__Work item__
Please find all lines in the data that hold the string "stored" and copy them.

__Dataset content__
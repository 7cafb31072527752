// File: pos-sync/src/clock.rs
// Purpose: Wall-clock abstraction for timestamps and retention

use chrono::{DateTime, Duration, Utc};
use std::sync::{Arc, Mutex};

/// Source of the current wall-clock time
pub trait Clock: Send + Sync {
    fn now(&self) -> DateTime<Utc>;
}

/// Clock backed by the system time
#[derive(Debug, Clone, Copy, Default)]
pub struct SystemClock;

impl Clock for SystemClock {
    fn now(&self) -> DateTime<Utc> {
        Utc::now()
    }
}

/// Settable clock for deterministic tests and replays
#[derive(Debug, Clone)]
pub struct ManualClock {
    now: Arc<Mutex<DateTime<Utc>>>,
}

impl ManualClock {
    pub fn new(start: DateTime<Utc>) -> Self {
        Self {
            now: Arc::new(Mutex::new(start)),
        }
    }

    pub fn set(&self, instant: DateTime<Utc>) {
        *self.now.lock().unwrap_or_else(|e| e.into_inner()) = instant;
    }

    pub fn advance(&self, by: Duration) {
        let mut now = self.now.lock().unwrap_or_else(|e| e.into_inner());
        *now += by;
    }
}

impl Clock for ManualClock {
    fn now(&self) -> DateTime<Utc> {
        *self.now.lock().unwrap_or_else(|e| e.into_inner())
    }
}

#[cfg(test)]
mod tests {
    use super::*;

    #[test]
    fn test_manual_clock_advance() {
        let start = Utc::now();
        let clock = ManualClock::new(start);
        clock.advance(Duration::hours(25));
        assert_eq!(clock.now() - start, Duration::hours(25));
    }
}
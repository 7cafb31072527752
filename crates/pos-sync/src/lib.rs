// File: pos-sync/src/lib.rs
// Purpose: Main entry point for the pos-sync library

//! # pos-sync
//!
//! Offline-first change capture and background synchronization for the POS
//! client. Every local mutation lands in a durable change queue; the sync
//! coordinator drains it to the remote store whenever the device is online.
//!
//! ## Quick Start
//!
//! ```rust,ignore
//! use pos_sync::{build_network, SyncConfig, SyncCoordinator};
//!
//! let config = SyncConfig::load_default()?;
//! let network = build_network(&config.network).await?;
//! let coordinator = SyncCoordinator::from_config(config).await?;
//! coordinator.start(network).await;
//!
//! coordinator.enqueue("sale", serde_json::json!({ "total": 12.5 })).await?;
//! println!("{:?}", coordinator.sync_status().await);
//! ```

pub mod clock;
pub mod compression;
pub mod config;
pub mod coordinator;
pub mod error;
pub mod local_state;
pub mod messages;
pub mod network;
pub mod queue;
pub mod status;
pub mod store;
pub mod timer;
pub mod transport;

// Re-export main types
pub use clock::{Clock, ManualClock, SystemClock};
pub use compression::CompressionConfig;
pub use config::{NetworkConfig, ScheduleConfig, StorageBackend, SyncConfig, TransportConfig};
pub use coordinator::SyncCoordinator;
pub use error::{StoreError, SyncError, TransportError};
pub use local_state::{LocalStateStore, StateChanged};
pub use messages::{ClientMessage, WorkerMessage, SYNC_TAG};
pub use network::{build_network, HttpProbeNetwork, ManualNetwork, NetworkStatus, NetworkStatusSource};
pub use queue::{ChangeKind, ChangeQueue, ChangeRecord, PersistentQueue};
pub use status::{
    NotificationLevel, SyncNotification, SyncOutcome, SyncState, SyncStatus, SyncTrigger,
};
pub use store::{FileStore, KeyValueStore, MemoryStore};
pub use timer::Timer;
pub use transport::{
    build_transport, NullTransport, RemoteTransport, SyncAck, SyncRequest, SyncResponse, Transport,
};
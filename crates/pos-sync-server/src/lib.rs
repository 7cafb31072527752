// File: pos-sync-server/src/lib.rs
// Purpose: Reference remote endpoint for change batches pushed by POS clients

use axum::{
    body::Bytes,
    extract::State,
    http::{header::CONTENT_ENCODING, HeaderMap, StatusCode},
    response::Json,
    routing::{get, post},
    Router,
};
use chrono::{DateTime, Utc};
use pos_sync::compression::decompress;
use pos_sync::{ChangeRecord, SyncRequest, SyncResponse};
use serde::Serialize;
use std::sync::Arc;
use tokio::sync::RwLock;
use tower::ServiceBuilder;
use tower_http::trace::TraceLayer;

/// Default listen address
pub const DEFAULT_ADDR: &str = "127.0.0.1:8787";

/// Largest batch accepted after gzip decoding
pub const MAX_INFLATED_BODY: usize = 8 * 1024 * 1024;

/// A change as received, with who sent it
#[derive(Debug, Clone, PartialEq, Serialize)]
#[serde(rename_all = "camelCase")]
pub struct ReceivedChange {
    #[serde(flatten)]
    pub change: ChangeRecord,
    pub user_id: Option<String>,
    pub received_at: DateTime<Utc>,
}

/// Application state shared across handlers
#[derive(Clone, Default)]
pub struct AppState {
    changes: Arc<RwLock<Vec<ReceivedChange>>>,
}

impl AppState {
    pub fn new() -> Self {
        Self::default()
    }

    /// Record a batch; a change id seen before is overwritten in place
    pub async fn apply(&self, request: SyncRequest) -> usize {
        let mut changes = self.changes.write().await;
        let received_at = Utc::now();
        let count = request.changes.len();

        for change in request.changes {
            let received = ReceivedChange {
                change,
                user_id: request.user_id.clone(),
                received_at,
            };
            match changes.iter_mut().find(|c| c.change.id == received.change.id) {
                Some(existing) => *existing = received,
                None => changes.push(received),
            }
        }

        count
    }

    pub async fn changes(&self) -> Vec<ReceivedChange> {
        self.changes.read().await.clone()
    }
}

/// Build the router with all endpoints
pub fn router(state: AppState) -> Router {
    Router::new()
        .route("/api/sync", post(post_sync_handler))
        .route("/api/sync/changes", get(list_changes_handler))
        .route("/api/health", get(health_handler))
        .layer(ServiceBuilder::new().layer(TraceLayer::new_for_http()))
        .with_state(state)
}

type Rejection = (StatusCode, Json<SyncResponse>);

fn bad_request(error: impl Into<String>) -> Rejection {
    let error = error.into();
    tracing::warn!(%error, "Rejected sync batch");
    (StatusCode::BAD_REQUEST, Json(SyncResponse::rejected(error)))
}

/// Handler for POST /api/sync
///
/// Accepts plain or gzip-encoded JSON batches.
pub async fn post_sync_handler(
    State(state): State<AppState>,
    headers: HeaderMap,
    body: Bytes,
) -> Result<Json<SyncResponse>, Rejection> {
    if body.is_empty() {
        return Err(bad_request("Empty request body"));
    }

    let gzip = headers
        .get(CONTENT_ENCODING)
        .and_then(|v| v.to_str().ok())
        .is_some_and(|v| v.eq_ignore_ascii_case("gzip"));
    let json = if gzip {
        decompress(&body, MAX_INFLATED_BODY)
            .map_err(|e| bad_request(format!("Invalid gzip body: {}", e)))?
    } else {
        body.to_vec()
    };

    let request: SyncRequest = serde_json::from_slice(&json)
        .map_err(|e| bad_request(format!("Malformed sync request: {}", e)))?;

    let user = request.user_id.clone();
    let count = state.apply(request).await;
    tracing::info!(count, user = ?user, "Sync batch received");

    Ok(Json(SyncResponse::accepted()))
}

/// Handler for GET /api/sync/changes
pub async fn list_changes_handler(State(state): State<AppState>) -> Json<Vec<ReceivedChange>> {
    Json(state.changes().await)
}

/// Handler for GET /api/health
pub async fn health_handler() -> Json<serde_json::Value> {
    Json(serde_json::json!({ "status": "ok" }))
}
// File: pos-sync/src/messages.rs
// Purpose: Messages exchanged between the application and the resource cache manager

use chrono::{DateTime, Utc};
use serde::{Deserialize, Serialize};

/// Background sync tag that makes the cache manager ask clients to sync
pub const SYNC_TAG: &str = "sync-data";

/// Application -> cache manager
#[derive(Debug, Clone, PartialEq, Eq, Serialize, Deserialize)]
#[serde(tag = "type", rename_all = "SCREAMING_SNAKE_CASE")]
pub enum WorkerMessage {
    /// Activate a waiting generation right away
    SkipWaiting,
}

/// Cache manager -> application
#[derive(Debug, Clone, PartialEq, Eq, Serialize, Deserialize)]
#[serde(tag = "type", rename_all = "SCREAMING_SNAKE_CASE")]
pub enum ClientMessage {
    /// Drain the change queue now
    SyncRequested { timestamp: DateTime<Utc> },
    /// A new cache generation is installed and waiting
    UpdateAvailable {
        #[serde(rename = "cacheName")]
        cache_name: String,
    },
    /// The cache manager took control of open clients
    ControllerChanged {
        #[serde(rename = "cacheName")]
        cache_name: String,
    },
}

#[cfg(test)]
mod tests {
    use super::*;
    use serde_json::json;

    #[test]
    fn test_message_wire_format() {
        assert_eq!(
            serde_json::to_value(WorkerMessage::SkipWaiting).unwrap(),
            json!({"type": "SKIP_WAITING"})
        );

        let msg: ClientMessage = serde_json::from_value(json!({
            "type": "SYNC_REQUESTED",
            "timestamp": "2024-05-01T12:00:00Z"
        }))
        .unwrap();
        assert!(matches!(msg, ClientMessage::SyncRequested { .. }));
    }
}
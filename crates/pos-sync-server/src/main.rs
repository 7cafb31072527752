// File: pos-sync-server/src/main.rs
// Purpose: Binary entry point for the reference sync endpoint

use anyhow::Context;
use pos_sync_server::{router, AppState, DEFAULT_ADDR};
use tracing::info;

#[tokio::main]
async fn main() -> anyhow::Result<()> {
    // Load .env if present
    dotenvy::dotenv().ok();

    tracing_subscriber::fmt::init();

    let addr = std::env::var("POS_SYNC_ADDR").unwrap_or_else(|_| DEFAULT_ADDR.to_string());
    let listener = tokio::net::TcpListener::bind(&addr)
        .await
        .with_context(|| format!("Failed to bind {}", addr))?;

    info!("pos-sync-server listening on http://{}", addr);
    info!("  POST /api/sync");
    info!("  GET  /api/sync/changes");
    info!("  GET  /api/health");

    axum::serve(listener, router(AppState::new()))
        .await
        .context("Server error")?;

    Ok(())
}
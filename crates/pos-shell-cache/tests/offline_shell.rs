// Integration tests for the shell cache manager against a simulated network

use async_trait::async_trait;
use pos_shell_cache::{
    CacheStorage, CachedResponse, FetchError, FetchRequest, Fetcher, LifecycleState,
    MemoryCacheStorage, ShellCacheManager, ShellConfig,
};
use pos_sync::ClientMessage;
use pretty_assertions::{assert_eq, assert_ne};
use std::collections::HashSet;
use std::sync::atomic::{AtomicBool, AtomicUsize, Ordering};
use std::sync::{Arc, Mutex};

const SCOPE: &str = "https://shop.example.com/pos/";

/// Serves a page per URL, or fails every request while offline
#[derive(Default)]
struct SimulatedNetwork {
    offline: AtomicBool,
    missing: Mutex<HashSet<String>>,
    requests: AtomicUsize,
}

impl SimulatedNetwork {
    fn set_offline(&self, offline: bool) {
        self.offline.store(offline, Ordering::SeqCst);
    }

    fn mark_missing(&self, url: &str) {
        self.missing.lock().unwrap().insert(url.to_string());
    }

    fn requests(&self) -> usize {
        self.requests.load(Ordering::SeqCst)
    }
}

#[async_trait]
impl Fetcher for SimulatedNetwork {
    async fn fetch(&self, request: &FetchRequest) -> Result<CachedResponse, FetchError> {
        self.requests.fetch_add(1, Ordering::SeqCst);
        if self.offline.load(Ordering::SeqCst) {
            return Err(FetchError::Unreachable("simulated outage".into()));
        }
        if self.missing.lock().unwrap().contains(&request.url) {
            return Ok(CachedResponse::new(request.url.clone(), 404, "Not Found"));
        }
        Ok(CachedResponse::ok(
            request.url.clone(),
            "text/html",
            format!("body of {}", request.url),
        ))
    }
}

fn config(version: &str) -> ShellConfig {
    let mut config = ShellConfig {
        scope: SCOPE.into(),
        ..ShellConfig::default()
    };
    config.manifest.version = version.into();
    config
}

fn manager(
    version: &str,
    storage: Arc<MemoryCacheStorage>,
    network: Arc<SimulatedNetwork>,
) -> ShellCacheManager {
    ShellCacheManager::new(&config(version), storage, network).unwrap()
}

#[tokio::test]
async fn test_cached_asset_served_while_network_fails() {
    let storage = Arc::new(MemoryCacheStorage::new());
    let network = Arc::new(SimulatedNetwork::default());
    let manager = manager("v1", storage.clone(), network.clone());
    manager.install().await.unwrap();

    let url = format!("{}assets/js/sync.js", SCOPE);
    let stored = storage.get("pos-system-v1", &url).await.unwrap().unwrap();

    network.set_offline(true);
    let before = network.requests();
    let response = manager.handle_fetch(&FetchRequest::get(url)).await;

    assert_eq!(response, stored);
    assert_eq!(network.requests(), before);
    assert_eq!(manager.stats().await.hits, 1);
}

#[tokio::test]
async fn test_failed_navigation_falls_back_to_entry_point() {
    let storage = Arc::new(MemoryCacheStorage::new());
    let network = Arc::new(SimulatedNetwork::default());
    let manager = manager("v1", storage.clone(), network.clone());
    manager.install().await.unwrap();
    network.set_offline(true);

    let response = manager
        .handle_fetch(&FetchRequest::navigate(format!("{}pages/unknown.html", SCOPE)))
        .await;

    let entry = storage
        .get("pos-system-v1", &format!("{}index.html", SCOPE))
        .await
        .unwrap()
        .unwrap();
    assert_eq!(response, entry);
    assert_eq!(manager.stats().await.fallbacks, 1);
}

#[tokio::test]
async fn test_uncached_resource_offline_is_synthetic_503() {
    let network = Arc::new(SimulatedNetwork::default());
    network.set_offline(true);
    let manager = manager("v1", Arc::new(MemoryCacheStorage::new()), network);

    // Nothing installed: navigation has no shell to fall back to either
    for request in [
        FetchRequest::get(format!("{}assets/img/logo.png", SCOPE)),
        FetchRequest::navigate(SCOPE),
    ] {
        let response = manager.handle_fetch(&request).await;
        assert_eq!(response.status, 503);
        assert_eq!(response.status_text, "Service Unavailable");
        assert_eq!(response.text(), "Offline - content not available");
    }
    assert_eq!(manager.stats().await.unavailable, 2);
}

#[tokio::test]
async fn test_partial_install_is_not_fatal() {
    let network = Arc::new(SimulatedNetwork::default());
    let missing = format!("{}pages/wallet.html", SCOPE);
    network.mark_missing(&missing);
    let manager = manager("v1", Arc::new(MemoryCacheStorage::new()), network);

    let report = manager.install().await.unwrap();
    assert!(!report.is_complete());
    assert_eq!(report.failed.len(), 1);
    assert_eq!(report.failed[0].0, missing);
    assert_eq!(manager.state().await, LifecycleState::Activated);
}

#[tokio::test]
async fn test_new_generation_replaces_old_on_activation() {
    let storage = Arc::new(MemoryCacheStorage::new());
    let network = Arc::new(SimulatedNetwork::default());

    manager("v1", storage.clone(), network.clone())
        .install()
        .await
        .unwrap();
    // Unrelated caches are removed too
    storage
        .put("scratch", "k", CachedResponse::ok("k", "text/plain", "x"))
        .await
        .unwrap();

    let mut next_config = config("v2");
    next_config.skip_waiting = false;
    let next = ShellCacheManager::new(&next_config, storage.clone(), network).unwrap();
    let mut clients = next.subscribe();

    let report = next.install().await.unwrap();
    assert!(report.replaces_previous);
    assert_eq!(
        clients.try_recv().unwrap(),
        ClientMessage::UpdateAvailable {
            cache_name: "pos-system-v2".into()
        }
    );
    assert_eq!(storage.cache_names().await.unwrap().len(), 3);

    let mut deleted = next.activate().await.unwrap();
    deleted.sort();
    assert_eq!(deleted, vec!["pos-system-v1".to_string(), "scratch".to_string()]);
    assert_eq!(
        storage.cache_names().await.unwrap(),
        vec!["pos-system-v2".to_string()]
    );
    assert_eq!(
        clients.try_recv().unwrap(),
        ClientMessage::ControllerChanged {
            cache_name: "pos-system-v2".into()
        }
    );

    // Activating the same generation again changes nothing
    assert!(next.activate().await.unwrap().is_empty());
    assert!(clients.try_recv().is_err());
    assert_eq!(
        storage.cache_names().await.unwrap(),
        vec!["pos-system-v2".to_string()]
    );
}

#[tokio::test]
async fn test_miss_is_written_through_and_then_served_offline() {
    let network = Arc::new(SimulatedNetwork::default());
    let manager = manager("v1", Arc::new(MemoryCacheStorage::new()), network.clone());
    let request = FetchRequest::get(format!("{}assets/img/receipt.svg", SCOPE));

    let first = manager.handle_fetch(&request).await;
    assert!(first.is_success());

    network.set_offline(true);
    let second = manager.handle_fetch(&request).await;
    assert_eq!(second, first);

    let stats = manager.stats().await;
    assert_eq!(stats.misses, 1);
    assert_eq!(stats.hits, 1);
    assert_eq!(stats.writes, 1);
}

#[tokio::test]
async fn test_non_get_request_bypasses_cache() {
    let storage = Arc::new(MemoryCacheStorage::new());
    let network = Arc::new(SimulatedNetwork::default());
    let manager = manager("v1", storage.clone(), network.clone());
    manager.install().await.unwrap();

    let url = format!("{}pages/settings.html", SCOPE);
    let cached = storage.get("pos-system-v1", &url).await.unwrap().unwrap();

    let before = network.requests();
    let post = FetchRequest::get(url.clone()).with_method("POST");
    let response = manager.handle_fetch(&post).await;
    assert!(response.is_success());
    assert_eq!(network.requests(), before + 1);

    // Not answered from the cache while offline either
    network.set_offline(true);
    let offline = manager.handle_fetch(&post).await;
    assert_eq!(offline.status, 503);
    assert_ne!(offline, cached);

    let stats = manager.stats().await;
    assert_eq!(stats.hits, 0);
    assert_eq!(stats.misses, 2);
    assert_eq!(stats.writes, 0);
    assert_eq!(storage.get("pos-system-v1", &url).await.unwrap(), Some(cached));
}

__Written reply__
    let stored = storage.get("pos-system-v1", &url).await.unwrap().unwrap();
    assert_eq!(response, stored);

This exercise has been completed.